Pero Bukowski posee dos cualidades que lo hacen merecedor, entiendo, de pertenecer a mi selección de autores predilectos. A saber: su capacidad como crítico y su valía poética. Como crítico, él te dice qué escritor sí y qué escritor no, y te lo argumenta. Puedes estar de acuerdo con la opinión que te ofrece, pero sus razones siempre resultan de peso y, como poco, a tener en cuenta. Al contrario que Nabokov, ama a Dostoievski y emplea palabras duras contra Tolstói, que no es de su gusto. Ensalza a John Fante, su maestro, y echa por tierra a toda la generación beat, en la que algunos pretendieron incluirlo de manera equivocada.

Y el Bukowski poeta, que es por lo que ocupa esta columna de domingo de verano. El viejo indecente, como se le llegó a conocer, sabía lo que se hacía, lo que ocurría sobre el folio en el que se sentaba a teclear de noche, con vino, al hilo de la música clásica. Y él mismo se percató de que durante sus últimos años se le había afinado el estilo. Yo creo que se había desprendido de la carga de tener que andar aparentando que le avergonzaba escribir bien. Aliviado el Bukowski final, ya con dinero y con la vida resuelta, sin el lastre de lidiar con los demás, sin resentimiento por todo lo que aguantó durante las décadas pasadas, florece en él una serenidad de espíritu que lo acerca al zen. Cualquiera lo diría. De hecho, cuando digo esto me suelen mirar raro, como si yo viese en Bukowski lo que quiero ver y no lo que es. Pero que sea su propia voz la que lo demuestre.

Tomo sus versos de ¡Adelante!, de la editorial Visor, en cuya contraportada ya nos advierte el autor respecto a ese cambio interno que se va reflejando en su obra: «Las palabras son más sencillas pero más cálidas. Me alimento de distintos surtidores. Estar ya cerca de la muerte es vigorizante».

Las inmediaciones del ocaso de la propia existencia, el derrumbe último del cuerpo, es asumido con tranquilidad, tras décadas de escribir sobre el asunto de forma prematura. «No llores mi pérdida. Lee lo que he escrito y luego olvídalo todo. Bebe del pozo de tu ser y empieza de nuevo».

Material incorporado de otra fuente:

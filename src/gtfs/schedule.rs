//! Static schedule snapshot.
//!
//! Rows are kept as delivered by the feed (times and dates stay text).
//! A [`GtfsSchedule`] is never mutated after construction; a refresh builds
//! a new one and swaps it in.

use std::collections::{HashMap, HashSet};
use std::sync::{Arc, OnceLock};

use chrono::{DateTime, Datelike, NaiveDate, Utc, Weekday};
use serde::Deserialize;

const DEFAULT_ROUTE_COLOR: &str = "666666";
const DEFAULT_ROUTE_TEXT_COLOR: &str = "FFFFFF";

/// A GTFS agency (from agency.txt).
#[derive(Debug, Clone, Deserialize)]
pub struct Agency {
    pub agency_name: String,
    pub agency_url: String,
}

/// A GTFS route (from routes.txt).
#[derive(Debug, Clone, Deserialize)]
pub struct Route {
    pub route_id: String,
    #[serde(default)]
    pub route_short_name: String,
    #[serde(default)]
    pub route_long_name: String,
    #[serde(default)]
    pub route_type: String,
    #[serde(default)]
    pub route_color: Option<String>,
    #[serde(default)]
    pub route_text_color: Option<String>,
}

impl Route {
    /// Hex color without the leading `#`, gray when the feed leaves it out.
    pub fn color(&self) -> &str {
        self.route_color.as_deref().unwrap_or(DEFAULT_ROUTE_COLOR)
    }

    pub fn text_color(&self) -> &str {
        self.route_text_color
            .as_deref()
            .unwrap_or(DEFAULT_ROUTE_TEXT_COLOR)
    }
}

/// A GTFS stop (from stops.txt).
///
/// Stations and platforms share this table: a platform points at its
/// station through `parent_station`. There is no deeper nesting.
#[derive(Debug, Clone, Deserialize)]
pub struct Stop {
    pub stop_id: String,
    #[serde(default)]
    pub stop_name: String,
    #[serde(default)]
    pub stop_code: Option<String>,
    #[serde(default, deserialize_with = "csv::invalid_option")]
    pub stop_lat: Option<f64>,
    #[serde(default, deserialize_with = "csv::invalid_option")]
    pub stop_lon: Option<f64>,
    #[serde(default)]
    pub parent_station: Option<String>,
    #[serde(default)]
    pub platform_code: Option<String>,
}

impl Stop {
    /// Coordinates in [lon, lat] order (GeoJSON).
    pub fn coordinates(&self) -> Option<[f64; 2]> {
        Some([self.stop_lon?, self.stop_lat?])
    }
}

/// A GTFS trip (from trips.txt).
#[derive(Debug, Clone, Deserialize)]
pub struct Trip {
    pub route_id: String,
    pub service_id: String,
    pub trip_id: String,
    #[serde(default)]
    pub trip_headsign: Option<String>,
    #[serde(default)]
    pub direction_id: Option<String>,
    #[serde(default)]
    pub shape_id: Option<String>,
}

/// A GTFS stop time (from stop_times.txt).
///
/// Times are `HH:MM:SS` text and may run past `24:00:00` for service after
/// midnight. They are compared as text, never as wall-clock values.
#[derive(Debug, Clone, Deserialize)]
pub struct StopTime {
    pub trip_id: String,
    #[serde(default)]
    pub arrival_time: String,
    #[serde(default)]
    pub departure_time: String,
    pub stop_id: String,
    /// Absent when the feed value does not parse.
    #[serde(deserialize_with = "csv::invalid_option")]
    pub stop_sequence: Option<u32>,
    #[serde(default, deserialize_with = "csv::invalid_option")]
    pub shape_dist_traveled: Option<f64>,
}

/// A weekly service pattern (from calendar.txt).
#[derive(Debug, Clone, Deserialize)]
pub struct Calendar {
    pub service_id: String,
    pub monday: String,
    pub tuesday: String,
    pub wednesday: String,
    pub thursday: String,
    pub friday: String,
    pub saturday: String,
    pub sunday: String,
    pub start_date: String,
    pub end_date: String,
}

impl Calendar {
    /// Whether the weekly pattern covers `date`.
    pub fn runs_on(&self, date: NaiveDate) -> bool {
        let key = date_key(date);
        if key < self.start_date || key > self.end_date {
            return false;
        }
        let flag = match date.weekday() {
            Weekday::Mon => &self.monday,
            Weekday::Tue => &self.tuesday,
            Weekday::Wed => &self.wednesday,
            Weekday::Thu => &self.thursday,
            Weekday::Fri => &self.friday,
            Weekday::Sat => &self.saturday,
            Weekday::Sun => &self.sunday,
        };
        flag == "1"
    }
}

/// A single-day exception (from calendar_dates.txt).
#[derive(Debug, Clone, Deserialize)]
pub struct CalendarDate {
    pub service_id: String,
    pub date: String,
    /// "1" = service added, "2" = service removed
    pub exception_type: String,
}

/// One vertex of a shape polyline (from shapes.txt).
#[derive(Debug, Clone, Deserialize)]
pub struct ShapePoint {
    pub shape_id: String,
    #[serde(deserialize_with = "csv::invalid_option")]
    pub shape_pt_lat: Option<f64>,
    #[serde(deserialize_with = "csv::invalid_option")]
    pub shape_pt_lon: Option<f64>,
    #[serde(deserialize_with = "csv::invalid_option")]
    pub shape_pt_sequence: Option<u32>,
}

/// Flat tables as produced by a static loader.
#[derive(Debug, Default)]
pub struct ScheduleTables {
    pub agencies: Vec<Agency>,
    pub routes: Vec<Route>,
    pub stops: Vec<Stop>,
    pub trips: Vec<Trip>,
    pub stop_times: Vec<StopTime>,
    pub calendars: Vec<Calendar>,
    pub calendar_dates: Vec<CalendarDate>,
    pub shapes: Vec<ShapePoint>,
}

/// Immutable static schedule snapshot.
///
/// Tables keep source order (so "first" means first in the feed) and are
/// indexed by id. When an id repeats, the first row wins.
pub struct GtfsSchedule {
    pub agencies: Vec<Agency>,
    pub routes: Vec<Route>,
    pub stops: Vec<Stop>,
    pub trips: Vec<Trip>,
    pub calendars: Vec<Calendar>,
    pub calendar_dates: Vec<CalendarDate>,
    /// trip_id -> stop times ordered by stop_sequence
    stop_times: HashMap<String, Vec<StopTime>>,
    /// shape_id -> points ordered by shape_pt_sequence
    shapes: HashMap<String, Vec<ShapePoint>>,
    /// stop_id -> (trip index, position in that trip's stop times), trips in feed order
    stop_visits: HashMap<String, Vec<(usize, usize)>>,
    /// parent_station -> child stop indexes in feed order
    children: HashMap<String, Vec<usize>>,
    route_index: HashMap<String, usize>,
    stop_index: HashMap<String, usize>,
    trip_index: HashMap<String, usize>,
    pub loaded_at: DateTime<Utc>,
    /// Active service ids, computed once for the first date asked about.
    active_services: OnceLock<(NaiveDate, Arc<HashSet<String>>)>,
}

impl GtfsSchedule {
    pub fn new(tables: ScheduleTables, loaded_at: DateTime<Utc>) -> Self {
        let ScheduleTables {
            agencies,
            routes,
            stops,
            trips,
            stop_times,
            calendars,
            calendar_dates,
            shapes,
        } = tables;

        let route_index = index_by(&routes, |r| &r.route_id);
        let stop_index = index_by(&stops, |s| &s.stop_id);
        let trip_index = index_by(&trips, |t| &t.trip_id);

        let mut by_trip: HashMap<String, Vec<StopTime>> = HashMap::new();
        for st in stop_times {
            by_trip.entry(st.trip_id.clone()).or_default().push(st);
        }
        // Stable sort: rows without a usable sequence keep feed order at the end
        for sts in by_trip.values_mut() {
            sts.sort_by_key(|st| (st.stop_sequence.is_none(), st.stop_sequence));
        }

        let mut stop_visits: HashMap<String, Vec<(usize, usize)>> = HashMap::new();
        for (trip_idx, trip) in trips.iter().enumerate() {
            // A repeated trip id keeps its first row, as in trip_index
            if trip_index.get(&trip.trip_id) != Some(&trip_idx) {
                continue;
            }
            for (position, st) in by_trip.get(&trip.trip_id).into_iter().flatten().enumerate() {
                stop_visits
                    .entry(st.stop_id.clone())
                    .or_default()
                    .push((trip_idx, position));
            }
        }

        let mut children: HashMap<String, Vec<usize>> = HashMap::new();
        for (i, stop) in stops.iter().enumerate() {
            if let Some(parent) = &stop.parent_station {
                children.entry(parent.clone()).or_default().push(i);
            }
        }

        let mut by_shape: HashMap<String, Vec<ShapePoint>> = HashMap::new();
        for pt in shapes {
            by_shape.entry(pt.shape_id.clone()).or_default().push(pt);
        }
        for pts in by_shape.values_mut() {
            pts.sort_by_key(|p| (p.shape_pt_sequence.is_none(), p.shape_pt_sequence));
        }

        Self {
            agencies,
            routes,
            stops,
            trips,
            calendars,
            calendar_dates,
            stop_times: by_trip,
            shapes: by_shape,
            stop_visits,
            children,
            route_index,
            stop_index,
            trip_index,
            loaded_at,
            active_services: OnceLock::new(),
        }
    }

    /// The feed's agency. Only the first one is used when several exist.
    pub fn agency(&self) -> Option<&Agency> {
        self.agencies.first()
    }

    pub fn route(&self, route_id: &str) -> Option<&Route> {
        self.route_index.get(route_id).map(|&i| &self.routes[i])
    }

    pub fn stop(&self, stop_id: &str) -> Option<&Stop> {
        self.stop_index.get(stop_id).map(|&i| &self.stops[i])
    }

    pub fn trip(&self, trip_id: &str) -> Option<&Trip> {
        self.trip_index.get(trip_id).map(|&i| &self.trips[i])
    }

    /// Stop times of a trip, ordered by stop_sequence.
    pub fn stop_times_for_trip(&self, trip_id: &str) -> &[StopTime] {
        self.stop_times
            .get(trip_id)
            .map(Vec::as_slice)
            .unwrap_or_default()
    }

    /// Points of a shape, ordered by shape_pt_sequence.
    pub fn shape_points(&self, shape_id: &str) -> &[ShapePoint] {
        self.shapes
            .get(shape_id)
            .map(Vec::as_slice)
            .unwrap_or_default()
    }

    /// Display name of a stop, falling back to its id.
    pub fn stop_name<'a>(&'a self, stop_id: &'a str) -> &'a str {
        match self.stop(stop_id) {
            Some(stop) if !stop.stop_name.is_empty() => &stop.stop_name,
            _ => stop_id,
        }
    }

    /// Platforms whose parent station is `station_id`, in feed order.
    pub fn children_of(&self, station_id: &str) -> impl Iterator<Item = &Stop> + '_ {
        self.children
            .get(station_id)
            .into_iter()
            .flatten()
            .map(|&i| &self.stops[i])
    }

    /// Stop times served at `stop_id` with their trips, trips in feed order.
    pub fn stop_times_at(&self, stop_id: &str) -> impl Iterator<Item = (&Trip, &StopTime)> + '_ {
        self.stop_visits
            .get(stop_id)
            .into_iter()
            .flatten()
            .filter_map(|&(trip_idx, position)| {
                let trip = &self.trips[trip_idx];
                let stop_time = self.stop_times.get(&trip.trip_id)?.get(position)?;
                Some((trip, stop_time))
            })
    }

    /// Trips of a route in feed order.
    pub fn trips_for_route<'a>(&'a self, route_id: &'a str) -> impl Iterator<Item = &'a Trip> + 'a {
        self.trips.iter().filter(move |t| t.route_id == route_id)
    }

    /// Check if a service runs on the given date.
    ///
    /// calendar_dates exceptions override the weekly calendar.
    pub fn is_service_active(&self, service_id: &str, date: NaiveDate) -> bool {
        let key = date_key(date);
        if let Some(exception) = self
            .calendar_dates
            .iter()
            .find(|cd| cd.service_id == service_id && cd.date == key)
        {
            return exception.exception_type == "1";
        }

        self.calendars
            .iter()
            .find(|c| c.service_id == service_id)
            .is_some_and(|c| c.runs_on(date))
    }

    /// All service ids running on `date`.
    ///
    /// The first date requested is memoized for the life of this snapshot;
    /// other dates are computed on demand.
    pub fn active_service_ids(&self, date: NaiveDate) -> Arc<HashSet<String>> {
        if let Some((memo_date, ids)) = self.active_services.get() {
            if *memo_date == date {
                return ids.clone();
            }
            return Arc::new(self.compute_active_services(date));
        }

        let ids = Arc::new(self.compute_active_services(date));
        let (memo_date, memo) = self.active_services.get_or_init(|| (date, ids.clone()));
        if *memo_date == date {
            memo.clone()
        } else {
            ids
        }
    }

    fn compute_active_services(&self, date: NaiveDate) -> HashSet<String> {
        let mut service_ids: HashSet<&str> = self
            .calendars
            .iter()
            .map(|c| c.service_id.as_str())
            .collect();
        service_ids.extend(self.calendar_dates.iter().map(|cd| cd.service_id.as_str()));

        service_ids
            .into_iter()
            .filter(|id| self.is_service_active(id, date))
            .map(str::to_string)
            .collect()
    }
}

fn index_by<T>(rows: &[T], key: impl Fn(&T) -> &String) -> HashMap<String, usize> {
    let mut index = HashMap::with_capacity(rows.len());
    for (i, row) in rows.iter().enumerate() {
        index.entry(key(row).clone()).or_insert(i);
    }
    index
}

/// Format a date as GTFS `YYYYMMDD` text.
pub fn date_key(date: NaiveDate) -> String {
    date.format("%Y%m%d").to_string()
}

/// Parse GTFS time string "HH:MM:SS" to seconds since midnight.
/// Hours may exceed 23 for trips running past midnight.
pub fn parse_gtfs_time(time_str: &str) -> Option<i64> {
    let mut parts = time_str.trim().split(':');
    let hours: i64 = parts.next()?.parse().ok()?;
    let minutes: i64 = parts.next()?.parse().ok()?;
    let seconds: i64 = parts.next()?.parse().ok()?;
    if parts.next().is_some() || minutes >= 60 || seconds >= 60 || hours < 0 {
        return None;
    }
    Some(hours * 3600 + minutes * 60 + seconds)
}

La línea clara es el estrecho pero íntimo sendero al que han conducido los caminos, las rutas ensayadas desde joven. Que te entienda todo el mundo, sin venderte, sin alharacas, sin aspavientos. «Cuando un mecánico de coches cualquiera empiece a llevar libros de poesía para leer a la hora del almuerzo, entonces sabremos que estamos avanzando en la dirección adecuada». Este concepto, obviamente, lo convierte en apestado para pedantes de café, profesores que se pavonean o malos escritores que ocultan su incapacidad tras la maraña de la incomprensión calculada.

Bukowski ha hallado la profundidad de la sencillez, del trazo suave y puro. Y se inspira en sus queridos gatos, que siempre lo acompañaron, como a Hemingway, a Cortázar o a Umbral. «Pueden dormir veinte horas al día sin vacilar ni sentir remordimientos. Cuando me siento bajo de ánimos, me basta con observar a mis gatos y me vuelve la valentía. Estudio a estas criaturas. Son mis maestros».

Y aunque no se encuentra en ¡Adelante!, si queremos condensar el pensamiento de este poeta y captar su espíritu, otra vez hay que acudir a uno de sus poemas más emblemáticos, Sé amable, que concluye así: «La edad no es un crimen. Pero la vergüenza de una vida deliberadamente desperdiciada entre tantas vidas deliberadamente desperdiciadas sí lo es». Amén.